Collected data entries

────────────────────────────────────────

// Copyright 2024 Build Core Contributors.
// Licensed under the Apache License, Version 2.0 (see LICENSE).

use std::sync::Arc;

use common::{RepositoryConfig, Statistics};
use execution::remote::RemoteExecutionConfig;
use execution::ExecutionApi;
use store::Storage;

/// Everything the executor needs to process nodes, constructed once at
/// startup and threaded through explicitly: the workspace roots, the local
/// and main execution APIs, the remote configuration (platform properties,
/// dispatch rules, cache endpoint), the storage, and the statistics sink.
///
/// For a purely local build the "remote" API is the local one; the executor
/// never cares which it is talking to.
#[derive(Clone)]
pub struct ExecutionContext {
    pub repo_config: Arc<RepositoryConfig>,
    pub local: Arc<dyn ExecutionApi>,
    pub remote: Arc<dyn ExecutionApi>,
    pub remote_config: Arc<RemoteExecutionConfig>,
    pub storage: Storage,
    pub statistics: Arc<Statistics>,
}

impl ExecutionContext {
    /// A context executing everything locally.
    pub fn local_only(
        repo_config: RepositoryConfig,
        api: Arc<dyn ExecutionApi>,
        storage: Storage,
    ) -> ExecutionContext {
        ExecutionContext {
            repo_config: Arc::new(repo_config),
            local: api.clone(),
            remote: api,
            remote_config: Arc::new(RemoteExecutionConfig::new(String::new())),
            storage,
            statistics: Arc::new(Statistics::new()),
        }
    }

    pub fn with_remote(
        repo_config: RepositoryConfig,
        local: Arc<dyn ExecutionApi>,
        remote: Arc<dyn ExecutionApi>,
        remote_config: RemoteExecutionConfig,
        storage: Storage,
    ) -> ExecutionContext {
        ExecutionContext {
            repo_config: Arc::new(repo_config),
            local,
            remote,
            remote_config: Arc::new(remote_config),
            storage,
            statistics: Arc::new(Statistics::new()),
        }
    }
}
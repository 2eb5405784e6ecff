// Copyright 2024 Build Core Contributors.
// Licensed under the Apache License, Version 2.0 (see LICENSE).

use crate::Fingerprint;

#[test]
fn from_hex_string_sha1_width() {
    let fp = Fingerprint::from_hex_string("30d74d258442c7c65512eafab474568dd706c430").unwrap();
    assert_eq!(fp.len(), 20);
    assert_eq!(fp.to_hex(), "30d74d258442c7c65512eafab474568dd706c430");
}

#[test]
fn from_hex_string_sha256_width() {
    let hex = "9f86d081884c7d659a2feaa0c55ad015a3bf4f1b2b0b822cd15d6c15b0f00a08";
    let fp = Fingerprint::from_hex_string(hex).unwrap();
    assert_eq!(fp.len(), 32);
    assert_eq!(fp.to_hex(), hex);
}

#[test]
fn rejects_bad_lengths_and_characters() {
    assert!(Fingerprint::from_hex_string("abcd").is_err());
    assert!(Fingerprint::from_hex_string("").is_err());
    assert!(Fingerprint::from_hex_string(&"zz".repeat(20)).is_err());
}

#[test]
fn widths_do_not_collide() {
    // A SHA-1 fingerprint zero-extended to 32 bytes must not equal the
    // SHA-256 fingerprint with the same leading bytes.
    let narrow = Fingerprint::from_hex_string(&"ab".repeat(20)).unwrap();
    let wide = Fingerprint::from_hex_string(&("ab".repeat(20) + &"00".repeat(12))).unwrap();
    assert_ne!(narrow, wide);
}

#[test]
fn display_is_hex() {
    let fp = Fingerprint::from_hex_string(&"0f".repeat(20)).unwrap();
    assert_eq!(format!("{fp}"), "0f".repeat(20));
    assert_eq!(format!("{fp:?}"), format!("Fingerprint<{}>", "0f".repeat(20)));
}

#[test]
fn serializes_as_hex_string() {
    let fp = Fingerprint::from_hex_string(&"a1".repeat(32)).unwrap();
    let json = serde_json::to_string(&fp).unwrap();
    assert_eq!(json, format!("\"{}\"", "a1".repeat(32)));
    let back: Fingerprint = serde_json::from_str(&json).unwrap();
    assert_eq!(back, fp);
}
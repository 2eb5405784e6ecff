// Copyright 2024 Build Core Contributors.
// Licensed under the Apache License, Version 2.0 (see LICENSE).

use std::time::Duration;

use futures::Future;
use rand::{thread_rng, Rng};
use tonic::{Code, Status};

/// Whether a gRPC status indicates a transient transport failure worth
/// retrying. Every other status exits the retry loop immediately: the server
/// answered, and answering again will not change its mind.
pub fn status_is_retryable(status: &Status) -> bool {
    status.code() == Code::Unavailable
}

/// Budget for retrying transient RPC failures: truncated exponential backoff
/// between attempts.
#[derive(Clone, Copy, Debug)]
pub struct RetryConfig {
    /// Maximum number of attempts, including the first.
    pub max_attempts: u32,
    /// Backoff before the first retry.
    pub initial_backoff: Duration,
    /// Upper bound for the backoff between attempts.
    pub max_backoff: Duration,
}

impl Default for RetryConfig {
    fn default() -> Self {
        RetryConfig {
            max_attempts: 3,
            initial_backoff: Duration::from_millis(100),
            max_backoff: Duration::from_secs(5),
        }
    }
}

impl RetryConfig {
    /// The backoff to sleep before retry number `retry` (1-based), with up to
    /// 10% random jitter so that concurrent callers do not retry in lockstep.
    fn backoff(&self, retry: u32) -> Duration {
        let exp = self
            .initial_backoff
            .saturating_mul(2_u32.saturating_pow(retry.saturating_sub(1)))
            .min(self.max_backoff);
        let jitter = thread_rng().gen_range(0..=(exp.as_millis() as u64 / 10).max(1));
        exp + Duration::from_millis(jitter)
    }
}

/// Retry a gRPC client operation per the given config.
///
/// `f` is invoked with a fresh clone of `value` and the current attempt
/// number (0-based). Errors are retried only while `is_retryable` holds and
/// the attempt budget is not exhausted.
pub async fn retry_call<T, E, V, F, Fut, G>(
    config: RetryConfig,
    value: V,
    f: F,
    is_retryable: G,
) -> Result<T, E>
where
    V: Clone,
    F: Fn(V, u32) -> Fut,
    Fut: Future<Output = Result<T, E>>,
    G: Fn(&E) -> bool,
{
    let mut last_error = None;

    for attempt in 0..config.max_attempts.max(1) {
        if attempt > 0 {
            tokio::time::sleep(config.backoff(attempt)).await;
        }

        match f(value.clone(), attempt).await {
            Ok(result) => return Ok(result),
            Err(err) => {
                if is_retryable(&err) {
                    last_error = Some(err);
                } else {
                    return Err(err);
                }
            }
        }
    }

    Err(last_error.expect("at least one attempt was made"))
}

#[cfg(test)]
mod tests {
    use std::sync::atomic::{AtomicU32, Ordering};
    use std::time::Duration;

    use tonic::{Code, Status};

    use super::{retry_call, status_is_retryable, RetryConfig};

    fn quick_config() -> RetryConfig {
        RetryConfig {
            max_attempts: 3,
            initial_backoff: Duration::from_millis(1),
            max_backoff: Duration::from_millis(2),
        }
    }

    #[test]
    fn only_unavailable_is_retryable() {
        assert!(status_is_retryable(&Status::unavailable("down")));
        assert!(!status_is_retryable(&Status::internal("bug")));
        assert!(!status_is_retryable(&Status::not_found("missing")));
        assert!(!status_is_retryable(&Status::invalid_argument("bad")));
    }

    #[tokio::test]
    async fn retries_until_success() {
        let calls = AtomicU32::new(0);
        let result = retry_call(
            quick_config(),
            (),
            |_, attempt| {
                calls.fetch_add(1, Ordering::SeqCst);
                async move {
                    if attempt < 2 {
                        Err(Status::unavailable("down"))
                    } else {
                        Ok(42)
                    }
                }
            },
            status_is_retryable,
        )
        .await;
        assert_eq!(result.unwrap(), 42);
        assert_eq!(calls.load(Ordering::SeqCst), 3);
    }

    #[tokio::test]
    async fn gives_up_after_budget() {
        let calls = AtomicU32::new(0);
        let result: Result<(), Status> = retry_call(
            quick_config(),
            (),
            |_, _| {
                calls.fetch_add(1, Ordering::SeqCst);
                async { Err(Status::unavailable("down")) }
            },
            status_is_retryable,
        )
        .await;
        assert_eq!(result.unwrap_err().code(), Code::Unavailable);
        assert_eq!(calls.load(Ordering::SeqCst), 3);
    }

    #[tokio::test]
    async fn non_retryable_exits_immediately() {
        let calls = AtomicU32::new(0);
        let result: Result<(), Status> = retry_call(
            quick_config(),
            (),
            |_, _| {
                calls.fetch_add(1, Ordering::SeqCst);
                async { Err(Status::internal("bug")) }
            },
            status_is_retryable,
        )
        .await;
        assert_eq!(result.unwrap_err().code(), Code::Internal);
        assert_eq!(calls.load(Ordering::SeqCst), 1);
    }
}
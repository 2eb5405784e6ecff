// Copyright 2024 Build Core Contributors.
// Licensed under the Apache License, Version 2.0 (see LICENSE).

//! The remote execution backend: a client of the Remote Execution API v2
//! CAS, action cache and execution services.

mod ac_client;
mod action;
pub(crate) mod cas_client;
mod config;
mod execution_client;
mod response;

pub use ac_client::RemoteAcClient;
pub use action::RemoteAction;
pub use cas_client::RemoteCasClient;
pub use config::{DispatchRule, ExecutionConfiguration, RemoteExecutionConfig};
pub use execution_client::RemoteExecutionClient;
pub use response::RemoteResponse;

use std::collections::BTreeMap;
use std::path::PathBuf;
use std::sync::Arc;

use async_trait::async_trait;
use bytes::Bytes;
use common::{ObjectInfo, ObjectType};
use futures::future::BoxFuture;
use futures::FutureExt;
use hashing::{Digest, HashFunction};
use store::{Storage, TreeEntry};

use crate::api::{ExecutionAction, ExecutionApi, NamedArtifact};
use crate::blob::ArtifactBlob;
use crate::transfer::{self, write_to_fd};
use crate::tree_builder::build_tree_blobs;

/// The remote implementation of the execution API. Holds one client stub per
/// sub-service, all multiplexed over a single channel, plus the local
/// storage used for temp space and for caching fetched tree objects.
#[derive(Clone)]
pub struct RemoteApi {
    config: Arc<RemoteExecutionConfig>,
    storage: Storage,
    cas: RemoteCasClient,
    ac: RemoteAcClient,
    execution: RemoteExecutionClient,
}

impl RemoteApi {
    /// Create a client for the configured endpoint. The channel connects
    /// lazily, so this does not require the endpoint to be reachable yet.
    pub fn connect(config: RemoteExecutionConfig, storage: Storage) -> Result<RemoteApi, String> {
        let channel = grpc_util::create_channel(&config.address, config.tls.as_ref())?;
        let hash_function = storage.config().hash_function;
        let storage_config = Arc::new(storage.config().clone());

        let cas = RemoteCasClient::new(
            channel.clone(),
            config.instance_name.clone(),
            hash_function,
            config.retry,
            config.execution,
            storage_config,
        );
        let ac = RemoteAcClient::new(channel.clone(), config.instance_name.clone(), config.retry);
        let execution =
            RemoteExecutionClient::new(channel, config.instance_name.clone(), config.retry);

        Ok(RemoteApi {
            config: Arc::new(config),
            storage,
            cas,
            ac,
            execution,
        })
    }

    pub fn config(&self) -> &RemoteExecutionConfig {
        &self.config
    }

    pub fn storage(&self) -> &Storage {
        &self.storage
    }

    pub(crate) fn cas_client(&self) -> &RemoteCasClient {
        &self.cas
    }

    pub(crate) fn ac_client(&self) -> &RemoteAcClient {
        &self.ac
    }

    pub(crate) fn execution_client(&self) -> &RemoteExecutionClient {
        &self.execution
    }

    /// Fetch one object's bytes, preferring the local CAS for tree objects
    /// already ingested from responses.
    async fn fetch_bytes(&self, info: &ObjectInfo) -> Result<Bytes, String> {
        if info.object_type.is_tree() {
            if let Some(bytes) = self.storage.cas().read_tree(&info.digest).await? {
                return Ok(Bytes::from(bytes));
            }
        }
        let blob = self.cas.read_blob(&info.digest).await?;
        blob.bytes().await
    }

    fn materialize<'a>(
        &'a self,
        info: &'a ObjectInfo,
        path: &'a std::path::Path,
    ) -> BoxFuture<'a, Result<(), String>> {
        async move {
            if let Some(parent) = path.parent() {
                tokio::fs::create_dir_all(parent)
                    .await
                    .map_err(|e| format!("Failed to create {}: {e}", parent.display()))?;
            }
            match info.object_type {
                ObjectType::Tree => {
                    tokio::fs::create_dir_all(path)
                        .await
                        .map_err(|e| format!("Failed to create {}: {e}", path.display()))?;
                    for entry in self.read_tree_entries(&info.digest).await? {
                        let child = ObjectInfo::new(entry.digest, entry.object_type);
                        self.materialize(&child, &path.join(&entry.name)).await?;
                    }
                    Ok(())
                }
                ObjectType::Symlink => {
                    let target = self.fetch_bytes(info).await?;
                    let target = String::from_utf8(target.to_vec())
                        .map_err(|_| "Symlink target is not UTF-8".to_owned())?;
                    let _ = tokio::fs::remove_file(path).await;
                    #[cfg(unix)]
                    tokio::fs::symlink(&target, path)
                        .await
                        .map_err(|e| format!("Failed to create symlink {}: {e}", path.display()))?;
                    Ok(())
                }
                ObjectType::File | ObjectType::Executable => {
                    let bytes = self.fetch_bytes(info).await?;
                    tokio::fs::write(path, &bytes)
                        .await
                        .map_err(|e| format!("Failed to write {}: {e}", path.display()))?;
                    #[cfg(unix)]
                    {
                        use std::os::unix::fs::PermissionsExt;
                        let mode = if info.object_type.is_executable() {
                            0o755
                        } else {
                            0o644
                        };
                        tokio::fs::set_permissions(path, std::fs::Permissions::from_mode(mode))
                            .await
                            .map_err(|e| {
                                format!("Failed to set permissions on {}: {e}", path.display())
                            })?;
                    }
                    Ok(())
                }
            }
        }
        .boxed()
    }
}

#[async_trait]
impl ExecutionApi for RemoteApi {
    fn hash_function(&self) -> HashFunction {
        self.storage.config().hash_function
    }

    fn create_action(
        &self,
        root_digest: Digest,
        command: Vec<String>,
        cwd: String,
        output_files: Vec<String>,
        output_dirs: Vec<String>,
        env: BTreeMap<String, String>,
        properties: BTreeMap<String, String>,
    ) -> Box<dyn ExecutionAction> {
        Box::new(RemoteAction::new(
            self.clone(),
            root_digest,
            command,
            cwd,
            output_files,
            output_dirs,
            env,
            properties,
        ))
    }

    async fn is_available(&self, digest: &Digest) -> bool {
        matches!(
            self.cas.find_missing(std::slice::from_ref(digest)).await,
            Ok(missing) if missing.is_empty()
        )
    }

    async fn missing_digests(&self, digests: &[Digest]) -> Result<Vec<Digest>, String> {
        self.cas.find_missing(digests).await
    }

    async fn upload(
        &self,
        mut blobs: Vec<ArtifactBlob>,
        skip_find_missing: bool,
    ) -> Result<(), String> {
        if !skip_find_missing {
            let digests: Vec<Digest> = blobs.iter().map(|blob| *blob.digest()).collect();
            let missing = self.cas.find_missing(&digests).await?;
            let missing: std::collections::HashSet<String> =
                missing.iter().map(|digest| digest.hash.to_hex()).collect();
            blobs.retain(|blob| missing.contains(&blob.digest().hash.to_hex()));
        }
        if blobs.is_empty() {
            return Ok(());
        }
        let count = blobs.len();
        let uploaded = self.cas.batch_update(blobs).await?;
        if uploaded != count {
            return Err(format!("Uploaded only {uploaded} of {count} blobs"));
        }
        Ok(())
    }

    async fn upload_tree(&self, artifacts: &[NamedArtifact]) -> Result<Digest, String> {
        let leaves: Vec<Digest> = artifacts
            .iter()
            .filter(|artifact| !artifact.info.object_type.is_tree())
            .map(|artifact| artifact.info.digest)
            .collect();
        let missing = self.missing_digests(&leaves).await?;
        if !missing.is_empty() {
            return Err(format!(
                "Cannot upload tree: {} referenced blobs are missing remotely",
                missing.len()
            ));
        }

        let (blobs, root_digest) = build_tree_blobs(self, artifacts).await?;
        // Also keep the tree objects locally: response handling and
        // overlay computations read them without a round trip.
        for blob in &blobs {
            let bytes = blob.bytes().await?;
            self.storage.cas().store_tree_bytes(&bytes).await?;
        }
        self.upload(blobs, false).await?;
        Ok(root_digest)
    }

    async fn read_tree_entries(&self, digest: &Digest) -> Result<Vec<TreeEntry>, String> {
        if let Some(bytes) = self.storage.cas().read_tree(digest).await? {
            return store::tree::parse_entries(self.hash_function(), &bytes);
        }
        let blob = self.cas.read_blob(digest).await?;
        let bytes = blob.bytes().await?;
        // Cache the fetched tree object locally.
        self.storage.cas().store_tree_bytes(&bytes).await?;
        store::tree::parse_entries(self.hash_function(), &bytes)
    }

    async fn retrieve_to_paths(
        &self,
        infos: &[ObjectInfo],
        paths: &[PathBuf],
    ) -> Result<(), String> {
        if infos.len() != paths.len() {
            return Err("Object and path counts differ".to_owned());
        }
        for (info, path) in infos.iter().zip(paths) {
            self.materialize(info, path).await?;
        }
        Ok(())
    }

    async fn retrieve_to_fds(
        &self,
        infos: &[ObjectInfo],
        fds: &[i32],
        raw_tree: bool,
    ) -> Result<(), String> {
        if infos.len() != fds.len() {
            return Err("Object and fd counts differ".to_owned());
        }
        for (info, fd) in infos.iter().zip(fds) {
            let bytes = if info.object_type.is_tree() && !raw_tree {
                let mut listing = String::new();
                self.render_listing(&info.digest, String::new(), &mut listing)
                    .await?;
                Bytes::from(listing)
            } else {
                self.fetch_bytes(info).await?
            };
            write_to_fd(*fd, &bytes)?;
        }
        Ok(())
    }

    async fn retrieve_to_cas(
        &self,
        infos: &[ObjectInfo],
        other: &dyn ExecutionApi,
    ) -> Result<(), String> {
        transfer::retrieve_to_cas(self, infos, other).await
    }

    async fn retrieve_to_memory(&self, info: &ObjectInfo) -> Result<Bytes, String> {
        self.fetch_bytes(info).await
    }

    async fn split_blob(&self, digest: &Digest) -> Result<Vec<Digest>, String> {
        if !self.blob_split_support().await {
            return Err("Remote endpoint does not support blob splitting".to_owned());
        }
        self.cas.split_blob(digest).await
    }

    async fn splice_blob(&self, digest: &Digest, chunks: Vec<Digest>) -> Result<Digest, String> {
        if !self.blob_splice_support().await {
            return Err("Remote endpoint does not support blob splicing".to_owned());
        }
        self.cas.splice_blob(digest, chunks).await
    }

    async fn blob_split_support(&self) -> bool {
        self.cas.blob_split_support().await
    }

    async fn blob_splice_support(&self) -> bool {
        self.cas.blob_splice_support().await
    }
}

impl RemoteApi {
    fn render_listing<'a>(
        &'a self,
        digest: &'a Digest,
        prefix: String,
        out: &'a mut String,
    ) -> BoxFuture<'a, Result<(), String>> {
        async move {
            for entry in self.read_tree_entries(digest).await? {
                let path = if prefix.is_empty() {
                    entry.name.clone()
                } else {
                    format!("{prefix}/{}", entry.name)
                };
                let info = ObjectInfo::new(entry.digest, entry.object_type);
                out.push_str(&format!("{path} {info}\n"));
                if entry.object_type.is_tree() {
                    self.render_listing(&entry.digest, path, out).await?;
                }
            }
            Ok(())
        }
        .boxed()
    }
}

────────────────────────────────────────

TASK OBJECTIVE: Count the lines of the entries above in which the string "locally" appears. Supply the number only.

WRITTEN SOLUTION: 3